Rosenberg attempted to argue that limiting voting on collective bargaining agreements (a given in most unions) to those who work those contracts would disenfranchise women and minority groups. Of course, those members still would elect their union representatives and those representatives have a fiduciary obligation to make sure their interests are protected no matter where the union is active. This does not mean the proposed voting reform is the right way to go for SAG but to attempt to stigmatize its supporters was a low blow.
Unfortunately, AFTRA’s President Reardon occasionally rose to Rosenberg’s bait.
One would think that with no progress towards improving the terms on offer in negotiations with the Producers and with a solid defeat in the AFTRA ratification vote, President Rosenberg would have far more important things to be doing than engaging in a pissing match with his fellow AFL-CIO union president.
SAG wants to increase DVD residuals by 15% (after initially demanding a 100% increase), lower the financial budget trigger for union coverage of new media productions as well as make changes in product placement, force majeur provisions and consent for clip use. Noone quarrels with the justness of these bargaining goals. But SAG’s two year long strategy implemented by President Rosenberg and NED Doug Allen was to “go it alone” in bargaining and now they are “last in line” with little leverage to make serious gains over the deals already in place for the WGA, DGA and AFTRA.
So why risk this kind of media disaster? Is there a rational explanation for such irrational behavior?
One possible explanation is that for President Rosenberg it’s all politics, and all politics is local. President Rosenberg lives and dies depending on his relationship with the LA-based SAG members who are in the Membership First party.
That hard core turned out to vote No on the AFTRA deal even though everyone acknowledged that the turnout would not be high enough to block the deal or to suggest that the wider SAG membership would back a strike.
The vote served as more of a warning across the bow to Rosenberg that if he signs the deal on offer he will be in trouble in the September elections. It recalls Thatcher’s warning to Bush in 1991 when Hussein invaded Kuwait: Don’t go wet on me now, George.
It was only a year ago that the MF party ran Seymour Cassel against Rosenberg. Cassel barely lifted a finger during the campaign yet he almost defeated Rosenberg who at the time was seen as more sympathetic to the wider national SAG membership’s views.

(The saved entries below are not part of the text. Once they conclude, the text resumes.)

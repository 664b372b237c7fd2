// Crash restart policy: a bounded attempt counter with a fixed delay

use crate::config::RestartSettings;
use chrono::{DateTime, Utc};
use std::time::Duration;
use tracing::debug;

/// What to do after a child crashed or failed to spawn
#[derive(Debug, Clone, Copy, PartialEq, Eq)]
pub enum RestartDecision {
    /// Spawn again after `delay`; `attempt` is 1-based
    Retry { attempt: u32, delay: Duration },
    /// Budget used up after `attempts` failures
    Exhausted { attempts: u32 },
}

/// Tracks consecutive failed runs of the child.
///
/// Intentional restarts never go through this type.
#[derive(Debug, Clone)]
pub struct RestartPolicy {
    attempt_count: u32,
    max_attempts: u32,
    delay: Duration,
    last_failure_time: Option<DateTime<Utc>>,
}

impl RestartPolicy {
    pub fn new(max_attempts: u32, delay: Duration) -> Self {
        Self {
            attempt_count: 0,
            max_attempts,
            delay,
            last_failure_time: None,
        }
    }

    pub fn from_config(settings: &RestartSettings) -> Self {
        Self::new(settings.max_attempts, settings.delay)
    }

    /// Record a failure and decide whether another spawn is permitted
    pub fn on_failure(&mut self) -> RestartDecision {
        self.attempt_count = self.attempt_count.saturating_add(1);
        self.last_failure_time = Some(Utc::now());

        if self.is_exhausted() {
            RestartDecision::Exhausted {
                attempts: self.attempt_count,
            }
        } else {
            RestartDecision::Retry {
                attempt: self.attempt_count,
                delay: self.delay,
            }
        }
    }

    /// Clear the counter after a run that counted as successful
    pub fn reset(&mut self) {
        if self.attempt_count > 0 {
            debug!(previous = self.attempt_count, "Restart attempt counter reset");
        }
        self.attempt_count = 0;
    }

    pub fn attempt_count(&self) -> u32 {
        self.attempt_count
    }

    pub fn max_attempts(&self) -> u32 {
        self.max_attempts
    }

    pub fn last_failure_time(&self) -> Option<DateTime<Utc>> {
        self.last_failure_time
    }

    pub fn is_exhausted(&self) -> bool {
        self.attempt_count > self.max_attempts
    }
}
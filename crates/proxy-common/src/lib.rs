//! # Proxy Common
//!
//! Error types shared across the mcp-proxy crates.

pub mod errors;

// Re-export commonly used items
pub use errors::{Error, ProcessError, ProcessResult, Result, ResultExt};
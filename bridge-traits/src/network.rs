//! Network Monitoring Abstraction
//!
//! Connectivity observer used by the client core to route like toggles
//! (network call vs. outbox) and to wake the outbox drainer.

use crate::error::Result;

/// Network connection type
#[derive(Debug, Clone, Copy, PartialEq, Eq)]
pub enum NetworkType {
    /// Cellular/mobile data connection
    Cellular,
    /// WiFi connection
    WiFi,
    /// Ethernet connection
    Ethernet,
    /// Other or unknown connection type
    Other,
}

/// Network connection status
#[derive(Debug, Clone, Copy, PartialEq, Eq)]
pub enum NetworkStatus {
    /// Connected to network
    Connected,
    /// Not connected to any network
    Disconnected,
    /// Connection status unknown or indeterminate
    Indeterminate,
}

/// Network information
#[derive(Debug, Clone, PartialEq, Eq)]
pub struct NetworkInfo {
    pub status: NetworkStatus,
    pub network_type: Option<NetworkType>,
    /// Whether the connection is metered (has data limits/costs)
    pub is_metered: bool,
}

impl NetworkInfo {
    pub fn connected(network_type: Option<NetworkType>) -> Self {
        Self {
            status: NetworkStatus::Connected,
            network_type,
            is_metered: false,
        }
    }

    pub fn disconnected() -> Self {
        Self {
            status: NetworkStatus::Disconnected,
            network_type: None,
            is_metered: false,
        }
    }

    pub fn is_connected(&self) -> bool {
        self.status == NetworkStatus::Connected
    }
}

/// Network monitor trait
///
/// Exposes reachability two ways:
/// - a polled accessor ([`is_connected`](NetworkMonitor::is_connected)) used at
///   decision points such as a like toggle
/// - a change stream ([`subscribe_changes`](NetworkMonitor::subscribe_changes))
///   used by background consumers
///
/// Change streams may deliver the same status more than once in a row, e.g.
/// after a brief flap is coalesced. Consumers must treat a repeated
/// `Connected` as an idempotent trigger.
///
/// # Example
///
/// ```ignore
/// use bridge_traits::network::NetworkMonitor;
///
/// async fn should_call_remote(monitor: &dyn NetworkMonitor) -> bool {
///     monitor.is_connected().await
/// }
/// ```
#[async_trait::async_trait]
pub trait NetworkMonitor: Send + Sync {
    /// Get current network information
    async fn get_network_info(&self) -> Result<NetworkInfo>;

    /// Check if currently connected to any network
    async fn is_connected(&self) -> bool {
        matches!(
            self.get_network_info().await,
            Ok(NetworkInfo {
                status: NetworkStatus::Connected,
                ..
            })
        )
    }

    /// Subscribe to network status changes
    ///
    /// The returned stream yields the current status first and then every
    /// subsequent update.
    async fn subscribe_changes(&self) -> Result<Box<dyn NetworkChangeStream>>;
}

/// Stream of network status changes
#[async_trait::async_trait]
pub trait NetworkChangeStream: Send {
    /// Get the next network info update
    ///
    /// Returns `None` when the stream is closed.
    async fn next(&mut self) -> Option<NetworkInfo>;
}

#[cfg(test)]
mod tests {
    use super::*;
    use mockall::mock;

    mock! {
        Monitor {}

        #[async_trait::async_trait]
        impl NetworkMonitor for Monitor {
            async fn get_network_info(&self) -> Result<NetworkInfo>;
            async fn subscribe_changes(&self) -> Result<Box<dyn NetworkChangeStream>>;
        }
    }

    #[test]
    fn test_network_info() {
        let info = NetworkInfo::connected(Some(NetworkType::WiFi));

        assert_eq!(info.status, NetworkStatus::Connected);
        assert_eq!(info.network_type, Some(NetworkType::WiFi));
        assert!(info.is_connected());
        assert!(!NetworkInfo::disconnected().is_connected());
    }

    #[tokio::test]
    async fn test_is_connected_defaults_to_network_info() {
        let mut monitor = MockMonitor::new();
        monitor
            .expect_get_network_info()
            .times(1)
            .returning(|| Ok(NetworkInfo::disconnected()));

        assert!(!monitor.is_connected().await);
    }

    #[tokio::test]
    async fn test_is_connected_false_on_probe_error() {
        let mut monitor = MockMonitor::new();
        monitor.expect_get_network_info().returning(|| {
            Err(crate::error::BridgeError::NotAvailable(
                "probe".to_string(),
            ))
        });

        assert!(!monitor.is_connected().await);
    }
}
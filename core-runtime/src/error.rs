use thiserror::Error;

/// Errors raised while configuring or bootstrapping the runtime.
#[derive(Error, Debug)]
pub enum Error {
    /// Invalid or incomplete configuration.
    #[error("Configuration error: {0}")]
    Config(String),

    /// A host bridge required by the core was not injected.
    #[error("Capability missing: {capability} - {message}")]
    CapabilityMissing { capability: String, message: String },

    #[error("Internal error: {0}")]
    Internal(String),
}

pub type Result<T> = std::result::Result<T, Error>;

In the current situation Rosenberg knows he has no more leverage now with Producers than he had months ago, probably less. Thus, the chances that he can improve on the deal won by the WGA strike are low.
His solution? Distract people’s attention by blaming AFTRA which is merely guilty of negotiating a deal built on the solid gains of the WGA strike. And then drag out negotiations until the fall election campaign is underway so that no new opposition movement has a chance to threaten his and Membership First’s hold on power.

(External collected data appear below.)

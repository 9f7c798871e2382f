//! Core service façade and bootstrap helpers.
//!
//! This crate wires host-provided bridge implementations (HTTP, connectivity,
//! clock) into the feed sync core. Desktop apps typically enable the
//! `desktop-shims` feature, which lets [`CoreConfig`] fall back to the
//! `bridge-desktop` adapters for anything not injected.
//!
//! ```ignore
//! use core_runtime::config::CoreConfig;
//! use core_service::CoreService;
//! use core_library::MediaKind;
//!
//! let config = CoreConfig::builder()
//!     .database_path("feed.db")
//!     .api_base_url("http://localhost:3000")
//!     .build()?;
//! let core = CoreService::new(config).await?;
//! core.start().await;
//!
//! let posts = core.get_posts().await?;
//! core.toggle_like(MediaKind::Post, &posts.items[0].id).await?;
//! ```

pub mod error;

pub use error::{CoreError, Result};

use std::sync::Arc;

use core_library::{
    create_pool, DatabaseConfig, MediaEntity, MediaKind, PendingActionRepository,
    SqliteMediaRepository, SqlitePendingActionRepository,
};
use core_runtime::config::CoreConfig;
use core_runtime::events::{EventBus, EventStream, DEFAULT_EVENT_BUFFER_SIZE};
use core_sync::{
    ActionRepository, DrainOutcome, FeedRepository, FeedSnapshot, OutboxDrainer,
    SyncCoordinator, ToggleOutcome,
};
use provider_feed_api::FeedApiConnector;
use tracing::info;

/// Primary façade exposed to host applications.
///
/// Every component receives its collaborators through the constructor; there
/// is no global state. Cloning is cheap and shares the same core.
#[derive(Clone)]
pub struct CoreService {
    inner: Arc<Inner>,
}

struct Inner {
    actions: ActionRepository,
    feed: FeedRepository,
    outbox: Arc<SqlitePendingActionRepository>,
    coordinator: SyncCoordinator,
    event_bus: EventBus,
}

impl CoreService {
    /// Open the Local Store and wire every component from `config`.
    ///
    /// The background coordinator is not started; call [`CoreService::start`].
    pub async fn new(config: CoreConfig) -> Result<Self> {
        config.validate()?;

        let db_config = if config.is_in_memory() {
            DatabaseConfig::in_memory()
        } else {
            DatabaseConfig::new(&config.database_path)
        };
        let pool = create_pool(db_config).await?;

        let media = Arc::new(SqliteMediaRepository::new(pool.clone()));
        let outbox = Arc::new(SqlitePendingActionRepository::new(pool));
        let api = Arc::new(
            FeedApiConnector::new(config.http_client.clone(), config.api_base_url.clone())
                .with_timeout(config.sync.request_timeout),
        );
        let event_bus = EventBus::new(DEFAULT_EVENT_BUFFER_SIZE);

        let actions = ActionRepository::new(
            media.clone(),
            outbox.clone(),
            api.clone(),
            config.network_monitor.clone(),
            config.clock.clone(),
            event_bus.clone(),
        );
        let feed = FeedRepository::new(
            media,
            api.clone(),
            config.network_monitor.clone(),
            config.clock.clone(),
            event_bus.clone(),
        );
        let drainer = Arc::new(OutboxDrainer::new(
            outbox.clone(),
            api,
            event_bus.clone(),
            config.sync.max_action_retries,
        ));
        let coordinator = SyncCoordinator::new(
            drainer,
            config.network_monitor.clone(),
            event_bus.clone(),
            config.sync,
        );

        info!(api = %config.api_base_url, "Core service initialized");

        Ok(Self {
            inner: Arc::new(Inner {
                actions,
                feed,
                outbox,
                coordinator,
                event_bus,
            }),
        })
    }

    /// Start background outbox delivery
    pub async fn start(&self) {
        self.inner.coordinator.start().await;
    }

    /// Stop background outbox delivery
    pub async fn shutdown(&self) {
        self.inner.coordinator.shutdown().await;
    }

    pub async fn get_posts(&self) -> Result<FeedSnapshot> {
        Ok(self.inner.feed.get_posts().await?)
    }

    pub async fn get_reels(&self) -> Result<FeedSnapshot> {
        Ok(self.inner.feed.get_reels().await?)
    }

    /// Stored items of a kind, without a refresh
    pub async fn cached(&self, kind: MediaKind) -> Result<Vec<MediaEntity>> {
        Ok(self.inner.feed.cached(kind).await?)
    }

    pub async fn toggle_like(&self, kind: MediaKind, id: &str) -> Result<ToggleOutcome> {
        Ok(self.inner.actions.toggle_like(kind, id).await?)
    }

    /// Deliver the outbox now instead of waiting for a trigger
    pub async fn drain_now(&self) -> Result<DrainOutcome> {
        Ok(self.inner.coordinator.drain_now().await?)
    }

    pub async fn pending_action_count(&self) -> Result<i64> {
        Ok(self.inner.outbox.count().await?)
    }

    /// Store mutations, outbox activity and connectivity changes
    pub fn subscribe_events(&self) -> EventStream {
        EventStream::new(self.inner.event_bus.subscribe())
    }
}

Of course, there is a fly in the ointment: federal labor law requires both the union and the employers to engage in good faith bargaining. If one side balks – as arguably the union is now doing – the employer can declare an impasse and impose the terms of its final offer. That is what the Producers appear to be ready to do. SAG can pretend it is engaged in talks but if there is no real movement at the table there is little they can do to stop the imposition of terms by the AMPTP.

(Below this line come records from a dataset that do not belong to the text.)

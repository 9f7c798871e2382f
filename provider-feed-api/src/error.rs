//! Error types for the feed API provider

use thiserror::Error;

/// Feed API errors
#[derive(Error, Debug)]
pub enum FeedApiError {
    /// The request never produced a response (connect, TLS, timeout)
    #[error("Network error: {0}")]
    Network(String),

    /// API request returned a non-2xx status
    #[error("Feed API error (status {status_code}): {message}")]
    Api { status_code: u16, message: String },

    /// Failed to parse API response
    #[error("Failed to parse API response: {0}")]
    ParseError(String),

    /// Request could not be built
    #[error("Invalid request: {0}")]
    InvalidRequest(String),
}

/// Result type for feed API operations
pub type Result<T> = std::result::Result<T, FeedApiError>;

impl From<bridge_traits::error::BridgeError> for FeedApiError {
    fn from(error: bridge_traits::error::BridgeError) -> Self {
        use bridge_traits::error::BridgeError;

        match error {
            BridgeError::Timeout(duration) => {
                FeedApiError::Network(format!("request timed out after {:?}", duration))
            }
            BridgeError::OperationFailed(msg) | BridgeError::NotAvailable(msg) => {
                FeedApiError::Network(msg)
            }
            BridgeError::Io(e) => FeedApiError::Network(e.to_string()),
        }
    }
}

impl FeedApiError {
    /// Whether the failure happened before any response arrived
    pub fn is_network(&self) -> bool {
        matches!(self, FeedApiError::Network(_))
    }
}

That could lead to a situation where production resumes under terms that the SAG leadership objects to but is powerless to stop. Hardly something to write home about and thus the attempt by Rosenberg yesterday to throw down a smoke screen. President Reardon did her best but I would not count on a repeat engagement any time soon.
A rational reaction in the current situation would be to restructure the bargaining team at the table, bringing on board high profile members who represent all factions in order to signal to the employers that you are serious about a deal. It would also undermine any argument that you are, in fact, using the collective bargaining process as a means to hold on to power.
If President Rosenberg were to do this it might in fact signal the beginning of a sea change inside SAG itself that could lead to more rational coordination with fellow unions down the road.